Ensuite, contribuer à changer l’image qu’on a des régions. On dit trop que Montréal est le souffle économique du Québec. Mais il s’en passe, des belles choses en région. FDC participe comme d’autres entreprises à contrer l’exode des jeunes vers la ville en offrant un environnement et des conditions de travail de qualité. On assiste en ce moment à un renversement de cette tendance-là et c’est une bonne nouvelle. Que les régions soient en santé, c’est bon pour tout le monde !

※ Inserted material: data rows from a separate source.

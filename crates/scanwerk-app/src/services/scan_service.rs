// SPDX-License-Identifier: PMPL-1.0-or-later
// Copyright (c) 2026 Jonathan D.A. Jewell (hyperpolymath) <jonathan.jewell@open.ac.uk>
//
// Scan service: turns a scan request into a finished file on disk.
//
// Single-sided scans stream straight into a temporary file next to the
// destination.  Manual duplex scans run two passes into temporary files,
// pause for the operator in between, then merge.  Either way the final path
// only ever appears complete.

use std::io::Read;
use std::path::{Path, PathBuf};

use chrono::Utc;
use sha2::{Digest, Sha256};
use tokio::io::AsyncWriteExt;
use tracing::{debug, info, instrument, warn};

use scanwerk_core::error::{Result, ScanwerkError};
use scanwerk_core::types::{ColorMode, InputSource, ScanResult, ScanSettings, SourceOverride};
use scanwerk_core::AppConfig;
use scanwerk_document::{DuplexInterleaver, PdfReader};
use scanwerk_escl::{EsclClient, ScanOutcome, ScannerCapabilities, fit_settings};

use super::pass_gate::{Pass, PassGate};

/// What the user asked for, before the paper source is known.
#[derive(Debug, Clone, PartialEq, Eq)]
pub struct ScanRequest {
    pub source: SourceOverride,
    pub resolution_dpi: u32,
    pub color_mode: ColorMode,
    pub page_size: String,
    /// Ask the feeder for two-sided capture.
    pub duplex: bool,
    /// Adjust settings to the scanner's advertised capabilities.
    pub fit_to_device: bool,
}

impl ScanRequest {
    pub fn from_config(config: &AppConfig) -> Self {
        Self {
            source: config.source,
            resolution_dpi: config.resolution_dpi,
            color_mode: config.color_mode,
            page_size: config.page_size.clone(),
            duplex: config.duplex,
            fit_to_device: config.fit_to_device,
        }
    }

    fn settings_for(&self, source: InputSource) -> Result<ScanSettings> {
        ScanSettings::new(
            self.resolution_dpi,
            self.color_mode,
            self.page_size.clone(),
            source,
            self.duplex,
        )
    }
}

/// Runs scans against one scanner.
#[derive(Debug, Clone)]
pub struct ScanService {
    client: EsclClient,
}

impl ScanService {
    pub fn new(client: EsclClient) -> Self {
        Self { client }
    }

    /// Check the scanner before use and build the service either way.
    ///
    /// The check is advisory: a device that is asleep or slow to publish its
    /// capabilities may still accept jobs, and real transport failures
    /// surface from the scan itself.
    pub async fn connect(client: EsclClient, expected_uuid: Option<&str>) -> Self {
        let probe = client.probe(expected_uuid).await;
        if !probe.reachable {
            warn!(base = %client.base(), "no answer to the reachability check, trying the scan anyway");
        } else if probe.verified == Some(false) {
            warn!("the scanner at this address is not the one saved in the configuration");
        } else {
            info!(
                model = probe.make_and_model.as_deref().unwrap_or("unknown"),
                "scanner found"
            );
        }
        Self::new(client)
    }

    pub fn client(&self) -> &EsclClient {
        &self.client
    }

    /// Scan once and write the document to `out`.
    #[instrument(skip_all, fields(out = %out.display()))]
    pub async fn scan_to_file(&self, request: &ScanRequest, out: &Path) -> Result<ScanResult> {
        let source = self.client.choose_input_source(request.source).await;
        let settings = self.prepare(request, source, false).await?;

        let dir = parent_dir(out);
        tokio::fs::create_dir_all(&dir).await?;
        let temp = tempfile::NamedTempFile::new_in(&dir)?;
        let outcome = self.scan_into(&settings, temp.path()).await?;
        temp.persist(out).map_err(|err| err.error)?;

        let page_count = match PdfReader::open(out) {
            Ok(reader) => Some(reader.page_count()),
            Err(err) => {
                warn!(%err, "scanned document could not be parsed");
                None
            }
        };

        let result = finished(out, outcome.settings, outcome.bytes, page_count)?;
        info!(source = %result.source, bytes = result.bytes, "scan saved");
        Ok(result)
    }

    /// Two-pass manual duplex scan into `out`.
    ///
    /// The paper source is resolved once and reused for both passes.  `gate`
    /// is asked before the back pass; declining aborts without writing `out`.
    #[instrument(skip_all, fields(out = %out.display()))]
    pub async fn scan_manual_duplex(
        &self,
        request: &ScanRequest,
        out: &Path,
        gate: &mut dyn PassGate,
    ) -> Result<ScanResult> {
        let source = self.client.choose_input_source(request.source).await;
        if source == InputSource::Platen {
            warn!("manual duplex on the platen: every sheet has to be placed by hand");
        }
        let settings = self.prepare(request, source, true).await?;

        let dir = parent_dir(out);
        tokio::fs::create_dir_all(&dir).await?;
        let work = tempfile::tempdir_in(&dir)?;
        let front_path = work.path().join("front.pdf");
        let back_path = work.path().join("back.pdf");

        let front = self.scan_into(&settings, &front_path).await?;
        info!(source = %front.settings.input_source(), bytes = front.bytes, "front pass done");

        if !gate.ready_for_next_pass(Pass::Back) {
            info!("manual duplex cancelled before the back pass");
            return Err(ScanwerkError::Aborted {
                pass: Pass::Back.number(),
            });
        }

        // The back pass goes to whatever source the front pass really used.
        let back = self.scan_into(&front.settings, &back_path).await?;
        info!(bytes = back.bytes, "back pass done");

        let target = out.to_path_buf();
        let report = tokio::task::spawn_blocking(move || {
            DuplexInterleaver::merge_files(&front_path, &back_path, &target)
        })
        .await
        .map_err(|err| ScanwerkError::Assembly(format!("merge task failed: {err}")))??;

        // Pass files are removed with `work`.
        drop(work);

        let result = finished(out, front.settings, report.bytes, Some(report.pages))?;
        info!(pages = report.pages, bytes = result.bytes, "duplex scan saved");
        Ok(result)
    }

    /// Build settings for `source`, fitted to the device when requested.
    async fn prepare(&self, request: &ScanRequest, source: InputSource, simplex: bool) -> Result<ScanSettings> {
        let mut settings = request.settings_for(source)?;
        if simplex {
            settings = settings.simplex();
        }
        if !request.fit_to_device {
            return Ok(settings);
        }

        let Some(caps) = ScannerCapabilities::query(&self.client).await else {
            debug!("no capabilities, using settings as given");
            return Ok(settings);
        };
        let (fitted, notices) = fit_settings(&settings, &caps);
        for notice in &notices {
            warn!(
                field = %notice.field,
                from = %notice.original,
                to = %notice.corrected,
                "{}",
                notice.reason
            );
        }
        Ok(fitted)
    }

    async fn scan_into(&self, settings: &ScanSettings, path: &Path) -> Result<ScanOutcome> {
        let mut file = tokio::fs::File::create(path).await?;
        let outcome = self.client.scan(settings, &mut file).await?;
        file.sync_all().await?;
        file.shutdown().await?;
        Ok(outcome)
    }
}

fn parent_dir(path: &Path) -> PathBuf {
    match path.parent() {
        Some(dir) if !dir.as_os_str().is_empty() => dir.to_path_buf(),
        _ => PathBuf::from("."),
    }
}

fn finished(path: &Path, settings: ScanSettings, bytes: u64, page_count: Option<usize>) -> Result<ScanResult> {
    Ok(ScanResult {
        path: path.to_path_buf(),
        source: settings.input_source(),
        settings,
        bytes,
        page_count,
        sha256: hash_file(path)?,
        completed_at: Utc::now(),
    })
}

/// SHA-256 of a file as lowercase hex, read in chunks.
pub fn hash_file(path: &Path) -> Result<String> {
    let mut file = std::fs::File::open(path)?;
    let mut hasher = Sha256::new();
    let mut buf = vec![0u8; 64 * 1024];
    loop {
        let n = file.read(&mut buf)?;
        if n == 0 {
            break;
        }
        hasher.update(&buf[..n]);
    }
    Ok(hex::encode(hasher.finalize()))
}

Ce qui me tient vraiment à cœur, c’est notre capacité à innover. Je fais beaucoup de recherche et de développement pour créer de nouveaux produits, mais c’est encore un peu prématuré d’en parler… 

RD : Et l’avenir ?

NJ : Le projet qui m’occupe en ce moment, c’est la construction de la ferme. On va élever nos porcs, avoir une boutique, retrouver un contact direct avec nos clients, avoir une cuisine, un resto, faire de la production maraîchère. Un gros changement !

RD : Un autre déménagement donc ?

NJ : Oui, et c’est ce qui m’effraie le plus parce qu’il faut qu’on déménage la flore avec nous. Mais je le dis souvent, elle est résiliente, elle va nous suivre !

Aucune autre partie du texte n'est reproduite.